Roosevelt Reads The Room
SPEAKER_01The poorest way to face life is to face it with a sneer. There are many men who feel a kind of twisted pride and cynicism. There are many who confine themselves to criticism of the way others do what they themselves dare not even attempt. There is no more unhealthy being, no man less worthy of respect, than he who either really holds or feigns to hold an attitude of sneering disbelief toward all that is great and lofty. Whether in achievement or in that noble effort which, even if it fails, comes to second achievement. It is not the critic who counts, not the man who points out how the strong man stumbles, or where the doer of deeds could have done them better. The credit belongs to the man who is actually in the arena, whose face is marred by dust and sweat and blood, who strives valiantly, who errs, who comes short again and again, because there is no effort without error and shortcoming. But who does actually strive to do the deeds? Who knows great enthusiasms, the great devotions, who spends himself in a worthy cause, who, at the best, knows in the end the triumph of high achievement, and who at the worst, if he fails, at least fails while daring greatly, so that his place shall never be with those cold and timid souls who neither know victory nor defeat.
The Line That Hits Hard
Culture Is Built By Action
Mistakes Are Part Of Leadership
Critics Do Not Carry Consequences
Final Wrap And Reminder
SPEAKER_00That's a powerful poem.
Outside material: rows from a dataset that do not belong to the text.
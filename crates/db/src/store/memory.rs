//! In-memory store backend.
//!
//! Backs tests and local development. A single mutex over the whole
//! table makes every store operation atomic, which is exactly the
//! compare-and-swap discipline the claim and attach operations require;
//! the guard is never held across an await point.

use std::collections::HashMap;

use async_trait::async_trait;
use tokio::sync::Mutex;
use triage_core::types::DbId;

use crate::models::attachment::{Attachment, NewAttachment};
use crate::models::event::{JobEvent, NewJobEvent};
use crate::models::job::{
    CancelOutcome, Job, JobListQuery, JobOutcome, NewJob, DEFAULT_LIMIT, MAX_LIMIT,
};
use crate::models::status::JobStatus;

use super::{EventStore, JobStore, StoreError};

#[derive(Default)]
struct Inner {
    jobs: HashMap<DbId, Job>,
    events: HashMap<DbId, Vec<JobEvent>>,
    next_job_id: DbId,
    next_attachment_id: DbId,
    next_event_id: DbId,
}

impl Inner {
    fn job_mut(&mut self, job_id: DbId) -> Result<&mut Job, StoreError> {
        self.jobs.get_mut(&job_id).ok_or(StoreError::UnknownJob(job_id))
    }
}

/// In-memory [`JobStore`] + [`EventStore`] implementation.
#[derive(Default)]
pub struct MemoryStore {
    inner: Mutex<Inner>,
}

impl MemoryStore {
    pub fn new() -> Self {
        Self::default()
    }
}

#[async_trait]
impl JobStore for MemoryStore {
    async fn create_draft(&self, new: NewJob) -> Result<Job, StoreError> {
        let mut inner = self.inner.lock().await;
        inner.next_job_id += 1;
        let now = chrono::Utc::now();
        let job = Job {
            id: inner.next_job_id,
            status: JobStatus::Draft,
            owner: new.owner,
            provider: new.provider,
            model: new.model,
            priority: new.priority,
            manifest: Vec::new(),
            worker: None,
            cancel_requested: false,
            result: None,
            error_message: None,
            progress_percent: 0,
            progress_message: None,
            created_at: now,
            updated_at: now,
            claimed_at: None,
            completed_at: None,
        };
        inner.jobs.insert(job.id, job.clone());
        Ok(job)
    }

    async fn attach_and_activate(
        &self,
        job_id: DbId,
        file: NewAttachment,
    ) -> Result<Job, StoreError> {
        let mut inner = self.inner.lock().await;
        inner.next_attachment_id += 1;
        let attachment_id = inner.next_attachment_id;
        let job = inner.job_mut(job_id)?;

        if !matches!(job.status, JobStatus::Draft | JobStatus::Pending) {
            return Err(StoreError::InvalidState(format!(
                "cannot attach files to a {} job",
                job.status.label()
            )));
        }

        // Idempotent per checksum: identical content is a no-op.
        if job.manifest.iter().any(|a| a.checksum == file.checksum) {
            return Ok(job.clone());
        }

        let now = chrono::Utc::now();
        job.manifest.push(Attachment {
            id: attachment_id,
            job_id,
            storage_key: file.storage_key,
            filename: file.filename,
            size_bytes: file.size_bytes,
            checksum: file.checksum,
            created_at: now,
        });
        if job.status == JobStatus::Draft {
            job.status = JobStatus::Pending;
        }
        job.updated_at = now;
        Ok(job.clone())
    }

    async fn claim_next_pending(&self, worker: &str) -> Result<Option<Job>, StoreError> {
        let mut inner = self.inner.lock().await;
        let candidate = inner
            .jobs
            .values()
            .filter(|j| j.status == JobStatus::Pending)
            .min_by(|a, b| {
                b.priority
                    .cmp(&a.priority)
                    .then(a.created_at.cmp(&b.created_at))
                    .then(a.id.cmp(&b.id))
            })
            .map(|j| j.id);

        let Some(id) = candidate else {
            return Ok(None);
        };

        let now = chrono::Utc::now();
        let job = inner.job_mut(id)?;
        job.status = JobStatus::Running;
        job.worker = Some(worker.to_string());
        job.claimed_at = Some(now);
        job.updated_at = now;
        Ok(Some(job.clone()))
    }

    async fn finalize(&self, job_id: DbId, outcome: JobOutcome) -> Result<Job, StoreError> {
        let mut inner = self.inner.lock().await;
        let job = inner.job_mut(job_id)?;

        if job.status != JobStatus::Running {
            return Err(StoreError::InvalidState(format!(
                "cannot finalize a {} job",
                job.status.label()
            )));
        }

        let now = chrono::Utc::now();
        match outcome {
            JobOutcome::Completed { result } => {
                job.status = JobStatus::Completed;
                job.result = Some(result);
                job.progress_percent = 100;
            }
            JobOutcome::Failed { error } => {
                job.status = JobStatus::Failed;
                job.error_message = Some(error);
            }
            JobOutcome::Cancelled => {
                job.status = JobStatus::Cancelled;
            }
        }
        job.completed_at = Some(now);
        job.updated_at = now;
        Ok(job.clone())
    }

    async fn request_cancel(&self, job_id: DbId) -> Result<CancelOutcome, StoreError> {
        let mut inner = self.inner.lock().await;
        let job = inner.job_mut(job_id)?;
        let now = chrono::Utc::now();

        match job.status {
            JobStatus::Pending => {
                job.status = JobStatus::Cancelled;
                job.completed_at = Some(now);
                job.updated_at = now;
                Ok(CancelOutcome::Cancelled)
            }
            JobStatus::Running => {
                job.cancel_requested = true;
                job.updated_at = now;
                Ok(CancelOutcome::CancelRequested)
            }
            other => Err(StoreError::InvalidState(format!(
                "cannot cancel a {} job",
                other.label()
            ))),
        }
    }

    async fn get(&self, job_id: DbId) -> Result<Job, StoreError> {
        let inner = self.inner.lock().await;
        inner
            .jobs
            .get(&job_id)
            .cloned()
            .ok_or(StoreError::UnknownJob(job_id))
    }

    async fn cancel_requested(&self, job_id: DbId) -> Result<bool, StoreError> {
        Ok(self.get(job_id).await?.cancel_requested)
    }

    async fn update_progress(
        &self,
        job_id: DbId,
        percent: i16,
        message: Option<&str>,
    ) -> Result<(), StoreError> {
        let mut inner = self.inner.lock().await;
        let job = inner.job_mut(job_id)?;
        job.progress_percent = percent;
        job.progress_message = message.map(str::to_string);
        job.updated_at = chrono::Utc::now();
        Ok(())
    }

    async fn list(&self, query: &JobListQuery) -> Result<Vec<Job>, StoreError> {
        let inner = self.inner.lock().await;
        let limit = query.limit.unwrap_or(DEFAULT_LIMIT).min(MAX_LIMIT).max(0) as usize;
        let offset = query.offset.unwrap_or(0).max(0) as usize;

        let mut jobs: Vec<Job> = inner
            .jobs
            .values()
            .filter(|j| query.status.map_or(true, |s| j.status == s))
            .cloned()
            .collect();
        jobs.sort_by(|a, b| b.created_at.cmp(&a.created_at).then(b.id.cmp(&a.id)));
        Ok(jobs.into_iter().skip(offset).take(limit).collect())
    }
}

#[async_trait]
impl EventStore for MemoryStore {
    async fn append(&self, job_id: DbId, event: NewJobEvent) -> Result<JobEvent, StoreError> {
        let mut inner = self.inner.lock().await;
        if !inner.jobs.contains_key(&job_id) {
            return Err(StoreError::UnknownJob(job_id));
        }
        inner.next_event_id += 1;
        let id = inner.next_event_id;
        let log = inner.events.entry(job_id).or_default();
        let stored = JobEvent {
            id,
            job_id,
            sequence: log.len() as i64 + 1,
            kind: event.kind,
            stage: event.stage,
            message: event.message,
            progress_percent: event.progress_percent,
            detail: event.detail,
            created_at: chrono::Utc::now(),
        };
        log.push(stored.clone());
        Ok(stored)
    }

    async fn list_from(
        &self,
        job_id: DbId,
        after_sequence: i64,
    ) -> Result<Vec<JobEvent>, StoreError> {
        let inner = self.inner.lock().await;
        if !inner.jobs.contains_key(&job_id) {
            return Err(StoreError::UnknownJob(job_id));
        }
        Ok(inner
            .events
            .get(&job_id)
            .map(|log| {
                log.iter()
                    .filter(|e| e.sequence > after_sequence)
                    .cloned()
                    .collect()
            })
            .unwrap_or_default())
    }
}

// ---------------------------------------------------------------------------
// Tests
// ---------------------------------------------------------------------------
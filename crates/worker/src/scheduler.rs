//! Polling worker scheduler.
//!
//! Each worker instance runs one scheduler loop: tick, claim, execute,
//! repeat. Exclusivity lives entirely in the store's atomic claim, so
//! any number of workers may poll the same store concurrently. A worker
//! processes one job at a time; only after the executor returns does it
//! claim again.

use std::sync::Arc;
use std::time::Duration;

use tokio_util::sync::CancellationToken;
use triage_core::types::DbId;
use triage_db::models::event::NewJobEvent;
use triage_db::models::job::JobOutcome;
use triage_db::models::status::JobStatus;
use triage_db::store::{JobStore, StoreError};
use triage_events::EventLog;
use triage_pipeline::PipelineExecutor;

/// Message recorded when a job is force-failed by the scheduler after
/// an unexpected fault. Deliberately generic: the real error went to the
/// server log, not to the user-visible event stream.
const INTERNAL_ERROR_MESSAGE: &str = "Internal error during analysis";

/// Default polling interval for the scheduler loop.
const DEFAULT_POLL_INTERVAL: Duration = Duration::from_secs(2);

/// Scheduler tunables.
#[derive(Debug, Clone)]
pub struct SchedulerConfig {
    /// Name recorded on claimed jobs; shows up in job snapshots.
    pub worker_name: String,
    pub poll_interval: Duration,
}

impl SchedulerConfig {
    /// Load from `WORKER_NAME` / `POLL_INTERVAL_SECS` with defaults.
    pub fn from_env() -> Self {
        let worker_name = std::env::var("WORKER_NAME")
            .unwrap_or_else(|_| format!("worker-{}", std::process::id()));
        let poll_interval = std::env::var("POLL_INTERVAL_SECS")
            .ok()
            .and_then(|v| v.parse().ok())
            .map(Duration::from_secs)
            .unwrap_or(DEFAULT_POLL_INTERVAL);
        Self {
            worker_name,
            poll_interval,
        }
    }
}

/// Converts `pending` jobs into pipeline executions.
pub struct WorkerScheduler {
    jobs: Arc<dyn JobStore>,
    log: Arc<EventLog>,
    executor: Arc<PipelineExecutor>,
    config: SchedulerConfig,
}

impl WorkerScheduler {
    pub fn new(
        jobs: Arc<dyn JobStore>,
        log: Arc<EventLog>,
        executor: Arc<PipelineExecutor>,
        config: SchedulerConfig,
    ) -> Self {
        Self {
            jobs,
            log,
            executor,
            config,
        }
    }

    /// Run the scheduler loop until the cancellation token is triggered.
    pub async fn run(&self, cancel: CancellationToken) {
        let mut ticker = tokio::time::interval(self.config.poll_interval);
        tracing::info!(
            worker = %self.config.worker_name,
            poll_interval_ms = self.config.poll_interval.as_millis() as u64,
            "Worker scheduler started",
        );

        loop {
            tokio::select! {
                _ = cancel.cancelled() => {
                    tracing::info!(worker = %self.config.worker_name, "Worker scheduler shutting down");
                    break;
                }
                _ = ticker.tick() => {
                    // A single job's failure must never stop the loop.
                    if let Err(e) = self.poll_once().await {
                        tracing::error!(error = %e, "Poll cycle failed");
                    }
                }
            }
        }
    }

    /// One poll cycle: claim and execute jobs until none are pending.
    /// Returns how many jobs were processed.
    pub async fn poll_once(&self) -> Result<usize, StoreError> {
        let mut processed = 0usize;

        while let Some(job) = self
            .jobs
            .claim_next_pending(&self.config.worker_name)
            .await?
        {
            processed += 1;
            let job_id = job.id;
            tracing::info!(job_id, worker = %self.config.worker_name, "Job claimed");
            self.log
                .append(
                    job_id,
                    NewJobEvent::lifecycle(
                        JobStatus::Running,
                        job.progress_percent,
                        format!("Claimed by {}", self.config.worker_name),
                    ),
                )
                .await?;

            // The executor runs in its own task so a panic surfaces as a
            // JoinError here instead of unwinding through the loop.
            let executor = Arc::clone(&self.executor);
            let handle = tokio::spawn(async move { executor.run(job).await });

            match handle.await {
                Ok(Ok(())) => {}
                Ok(Err(e)) => {
                    tracing::error!(job_id, error = %e, "Pipeline aborted on store failure");
                    self.force_fail(job_id).await;
                }
                Err(join_error) => {
                    tracing::error!(job_id, error = %join_error, "Pipeline task panicked");
                    self.force_fail(job_id).await;
                }
            }
        }

        Ok(processed)
    }

    /// Force a job into `failed` with a generic internal-error event.
    /// Best effort: the job may already have reached a terminal state.
    async fn force_fail(&self, job_id: DbId) {
        match self
            .jobs
            .finalize(
                job_id,
                JobOutcome::Failed {
                    error: INTERNAL_ERROR_MESSAGE.to_string(),
                },
            )
            .await
        {
            Ok(job) => {
                if let Err(e) = self
                    .log
                    .append(
                        job_id,
                        NewJobEvent::lifecycle(
                            JobStatus::Failed,
                            job.progress_percent,
                            INTERNAL_ERROR_MESSAGE,
                        ),
                    )
                    .await
                {
                    tracing::error!(job_id, error = %e, "Failed to record internal-error event");
                }
            }
            Err(StoreError::InvalidState(_)) => {
                // Already terminal; nothing to repair.
            }
            Err(e) => {
                tracing::error!(job_id, error = %e, "Failed to force-fail job");
            }
        }
    }
}
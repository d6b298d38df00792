//! Full-lifecycle test: submission through the coordinator, claim and
//! execution through the scheduler, history on the event log.

mod common;

use triage_api::ingest::{UploadFile, UploadRequest};
use triage_db::models::event::EventKind;
use triage_db::models::status::JobStatus;
use triage_db::store::EventStore;

use common::test_app;

const FIVE_LINE_LOG: &str = "\
2026-08-01 10:00:00 INFO  api gateway started
2026-08-01 10:00:05 ERROR upstream timeout after 30s
2026-08-01 10:00:06 ERROR upstream timeout after 45s
2026-08-01 10:00:09 WARN  retry budget exhausted
2026-08-01 10:00:12 INFO  circuit breaker opened";

fn request() -> UploadRequest {
    UploadRequest {
        owner: "ops".to_string(),
        provider: "openai".to_string(),
        model: "gpt-test".to_string(),
        priority: 0,
        draft_job_id: None,
    }
}

#[tokio::test]
async fn one_file_runs_the_whole_lifecycle() {
    let t = test_app();

    let job = t
        .state
        .coordinator
        .submit(
            request(),
            vec![UploadFile {
                filename: "incident.log".to_string(),
                bytes: FIVE_LINE_LOG.as_bytes().to_vec(),
            }],
        )
        .await
        .unwrap();
    assert_eq!(job.status, JobStatus::Pending);

    // One poll cycle takes the job draft→pending→running→completed.
    assert_eq!(t.scheduler.poll_once().await.unwrap(), 1);

    let done = t.state.jobs.get(job.id).await.unwrap();
    assert_eq!(done.status, JobStatus::Completed);
    assert_eq!(done.progress_percent, 100);
    assert_eq!(
        done.result.unwrap()["narrative"],
        "Root cause: upstream outage."
    );

    let events = t.store.list_from(job.id, 0).await.unwrap();

    // Lifecycle transitions for pending, running, completed, in order.
    let lifecycle: Vec<&str> = events
        .iter()
        .filter(|e| e.kind == EventKind::LifecycleTransition)
        .map(|e| e.detail["status"].as_str().unwrap())
        .collect();
    assert_eq!(lifecycle, vec!["pending", "running", "completed"]);

    // A started/completed pair for each of the eight stages.
    let started = events
        .iter()
        .filter(|e| e.kind == EventKind::StageStarted)
        .count();
    let completed = events
        .iter()
        .filter(|e| e.kind == EventKind::StageCompleted)
        .count();
    assert_eq!(started, 8);
    assert_eq!(completed, 8);
    assert!(events.len() >= 19);

    // Sequences are dense from 1 with no ties.
    for (i, event) in events.iter().enumerate() {
        assert_eq!(event.sequence, i as i64 + 1);
    }

    // Progress never decreases and ends at 100.
    let progress: Vec<i16> = events.iter().map(|e| e.progress_percent).collect();
    for pair in progress.windows(2) {
        assert!(pair[0] <= pair[1]);
    }
    assert_eq!(*progress.last().unwrap(), 100);
}

#[tokio::test]
async fn zero_file_submissions_never_reach_the_scheduler() {
    let t = test_app();

    // Files are required at the API boundary, so a manifest-less job can
    // only exist as a draft created directly against the store.
    let draft = t
        .state
        .jobs
        .create_draft(triage_db::models::job::NewJob {
            owner: "ops".to_string(),
            provider: "openai".to_string(),
            model: "gpt-test".to_string(),
            priority: 0,
        })
        .await
        .unwrap();

    assert_eq!(t.scheduler.poll_once().await.unwrap(), 0);
    assert_eq!(
        t.state.jobs.get(draft.id).await.unwrap().status,
        JobStatus::Draft
    );
}

#[tokio::test]
async fn cancelled_job_replays_a_clean_history() {
    let t = test_app();
    let job = t
        .state
        .coordinator
        .submit(
            request(),
            vec![UploadFile {
                filename: "incident.log".to_string(),
                bytes: FIVE_LINE_LOG.as_bytes().to_vec(),
            }],
        )
        .await
        .unwrap();

    t.state.jobs.request_cancel(job.id).await.unwrap();
    t.state
        .log
        .append(
            job.id,
            triage_db::models::event::NewJobEvent::lifecycle(
                JobStatus::Cancelled,
                0,
                "Cancelled before processing",
            ),
        )
        .await
        .unwrap();

    assert_eq!(t.scheduler.poll_once().await.unwrap(), 0);

    let events = t.store.list_from(job.id, 0).await.unwrap();
    // Queued, then cancelled; no stage events at all.
    assert_eq!(events.len(), 2);
    assert!(events
        .iter()
        .all(|e| e.kind == EventKind::LifecycleTransition));
}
I just love listening to it because it's it hits you at different times when you need it. When you need to hear that poem, words jump off the page of you. And you hear it and you go, yep, I can resonate with that. Now, here's my three takeaways for rugby coaches. Why this poem is a powerful one to have in your folded up in your wallet. Number one, it reminds us that culture is built by action, not commentary. Anyone can talk about this stuff. Anyone can talk standards, but very few rarely live them in that uncomfortable time, the stress, the mess, all that stuff. As a reminder that as a coach, what you walk past becomes your culture. What you reinforce becomes you and your identity. And your arena rewards your behavior, not your language or your poster on the wall. I love that. Number two, mistakes are part of leadership. They're not a sign of failure. Roosevelt celebrates that person who, quote, and comes short again and again. Now, in our rugby terms, you are gonna pick the wrong team at times. You're gonna say the wrong thing in a review, you're gonna miss a moment that actually mattered. But culture grows when players see a coach who can own it, who can adjust, who can then keep showing up. And that builds trust faster than perfection ever will. And number three, why that poem is powerful, is that critics don't carry consequences. Leaders do. He quotes the cold and timid souls, and that line is gold for coaches. There will always be all that stuff on the sidelines, that sideline noise. There's always going to be parent opinions or social media experts, but they don't pick the team. They don't feel the losses the way you do, they don't carry the group. Great coaches stay focused on the environment and the players and the process. Not all that other stuff. To wrap that up, that beautiful poem, culture isn't what we say in meetings. It is who we are when we are in the arena, under pressure with everyone watching. Until next week. Stay well.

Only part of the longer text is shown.